After setting sail for IPO, Avast changes its tack

Contact: Brenon Daly

In the half-year leading up to AVAST Software pulling its IPO paperwork on July 25, the market moved steadily against it. A number of high-profile consumer-focused offerings – and, importantly, their subsequent after-market trading – have burned a lot of investors, making them hesitant to buy shares of a security vendor selling entirely to consumers. Additionally, there’s the overhang about the health of Europe, where AVAST has its headquarters and where it still does half its business.

In terms of perception, it also didn’t help AVAST that the IPO of fellow European security software vendor AVG Technologies earlier this year has been a money-loser. AVG priced its shares at the low end of its expected range, and has been underwater since then. The stock is currently changing hands at about $10, one-third lower than where the company initially sold it.

Amid those bearish grumblings on Wall Street, business at AVAST also started to slow. After soaring along with 50% bookings growth in 2011, the pace in the first quarter dipped to 38%. Meanwhile, its margins also ticked lower this year compared with 2011.

Granted, both the revenue growth and the company’s incredibly rich margins are at levels that most companies could only aspire to reach. For instance, AVAST – a company that generates around $100m in bookings with just 207 employees – runs at around a 65% Free Cash Flow (FCF) margin. It currently nets more than $10m each quarter.

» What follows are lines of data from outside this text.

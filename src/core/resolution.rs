//! Resolution oracle (C7): derive settlement outcomes from thresholds,
//! official prints, trade history, or spot fallback; force-resolve stuck
//! positions when settlement data never arrives.

use rust_decimal::Decimal;

use crate::core::domain::{OutcomeSource, ResolvedOutcome, Snapshot, Venue, VenueOutcome};

/// Partial force-resolution: one side known, the other still missing.
pub const FORCE_PARTIAL_MS: i64 = 180_000;
/// Total force-resolution: resolve as a loss regardless of what's known.
pub const FORCE_TOTAL_MS: i64 = 600_000;

/// Window, either side of close, within which an official print or trade
/// history sample is considered valid for settlement.
const CLOSE_WINDOW_MS: i64 = 60_000;
/// How stale a spot price may be (relative to close) and still count.
const SPOT_STALENESS_MS: i64 = 120_000;

/// Resolve one venue's leg against a locked threshold, in spec priority
/// order: official print (K only) → trade history → spot fallback → unknown.
#[must_use]
pub fn resolve_venue(snap: Option<&Snapshot>, threshold: Decimal, close_ms: i64) -> (VenueOutcome, OutcomeSource) {
    let Some(snap) = snap else {
        return (VenueOutcome::Unknown, OutcomeSource::Unknown);
    };

    if snap.venue == Venue::K {
        if let (Some(value), Some(ts)) = (snap.underlying_value, snap.underlying_ts_ms) {
            if (ts - close_ms).abs() <= CLOSE_WINDOW_MS {
                return (VenueOutcome::from_compare(value, threshold), OutcomeSource::OfficialPrint);
            }
        }
    }

    let window_start = close_ms - CLOSE_WINDOW_MS;
    let window_end = close_ms + CLOSE_WINDOW_MS;
    let closest = snap
        .price_history_with_ts
        .iter()
        .filter(|tick| tick.ts_ms >= window_start && tick.ts_ms <= window_end)
        .min_by_key(|tick| (tick.ts_ms - close_ms).abs());
    if let Some(tick) = closest {
        return (VenueOutcome::from_compare(tick.price, threshold), OutcomeSource::TradeHistory);
    }

    if snap.crypto_price > Decimal::ZERO && snap.crypto_price_timestamp_ms >= close_ms - SPOT_STALENESS_MS {
        return (VenueOutcome::from_compare(snap.crypto_price, threshold), OutcomeSource::SpotFallback);
    }

    (VenueOutcome::Unknown, OutcomeSource::Unknown)
}

/// Loosened spot fallback used only once force-resolution's partial clock
/// (180s past close) has fired: any non-zero spot print counts, regardless
/// of how stale it is relative to close.
fn loosened_spot_fallback(snap: Option<&Snapshot>, threshold: Decimal) -> (VenueOutcome, OutcomeSource) {
    match snap {
        Some(snap) if snap.crypto_price > Decimal::ZERO => {
            (VenueOutcome::from_compare(snap.crypto_price, threshold), OutcomeSource::SpotFallback)
        }
        _ => (VenueOutcome::Unknown, OutcomeSource::Unknown),
    }
}

/// Combine both venues' resolutions, applying the force-resolution clock.
///
/// Returns `None` when settlement is still pending and neither force
/// threshold has fired yet — the position stays open and the caller tries
/// again next tick. Returns `Some` once there is a final call to make,
/// whether from normal settlement data or a forced close.
#[must_use]
pub fn resolve_pair(
    threshold_p: Decimal,
    threshold_k: Decimal,
    close_ms: i64,
    snap_p: Option<&Snapshot>,
    snap_k: Option<&Snapshot>,
    now_ms: i64,
) -> Option<ResolvedOutcome> {
    let (mut venue_p, mut source_p) = resolve_venue(snap_p, threshold_p, close_ms);
    let (mut venue_k, mut source_k) = resolve_venue(snap_k, threshold_k, close_ms);

    if venue_p.is_known() && venue_k.is_known() {
        return Some(ResolvedOutcome {
            venue_p,
            venue_k,
            source_p,
            source_k,
            forced: false,
        });
    }

    let elapsed = now_ms - close_ms;
    if elapsed < FORCE_PARTIAL_MS {
        return None;
    }

    // 180s: one side known, the other missing — try a looser spot fallback
    // for the missing side before giving up on it.
    if !venue_p.is_known() {
        let (outcome, source) = loosened_spot_fallback(snap_p, threshold_p);
        venue_p = outcome;
        source_p = source;
    }
    if !venue_k.is_known() {
        let (outcome, source) = loosened_spot_fallback(snap_k, threshold_k);
        venue_k = outcome;
        source_k = source;
    }

    if venue_p.is_known() && venue_k.is_known() {
        return Some(ResolvedOutcome {
            venue_p,
            venue_k,
            source_p,
            source_k,
            forced: true,
        });
    }

    if elapsed >= FORCE_TOTAL_MS {
        return Some(ResolvedOutcome {
            venue_p,
            venue_k,
            source_p: if source_p == OutcomeSource::Unknown { OutcomeSource::Forced } else { source_p },
            source_k: if source_k == OutcomeSource::Unknown { OutcomeSource::Forced } else { source_k },
            forced: true,
        });
    }

    None
}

But we suspect that business model wouldn’t have gotten much appreciation on Wall Street – at least not initially. If AVAST had gone ahead and priced at the high end of its expected range, it would have debuted at about eight times trailing bookings and 13x trailing FCF. That’s hardly an outrageous valuation, particularly when compared to the rich multiples enterprise-focused vendors have drawn in their recent IPOs. To put a point on that, consider this: at around an $800m debut valuation, AVAST would be worth just one-fifth the amount of the most-recent security IPO, Palo Alto Networks.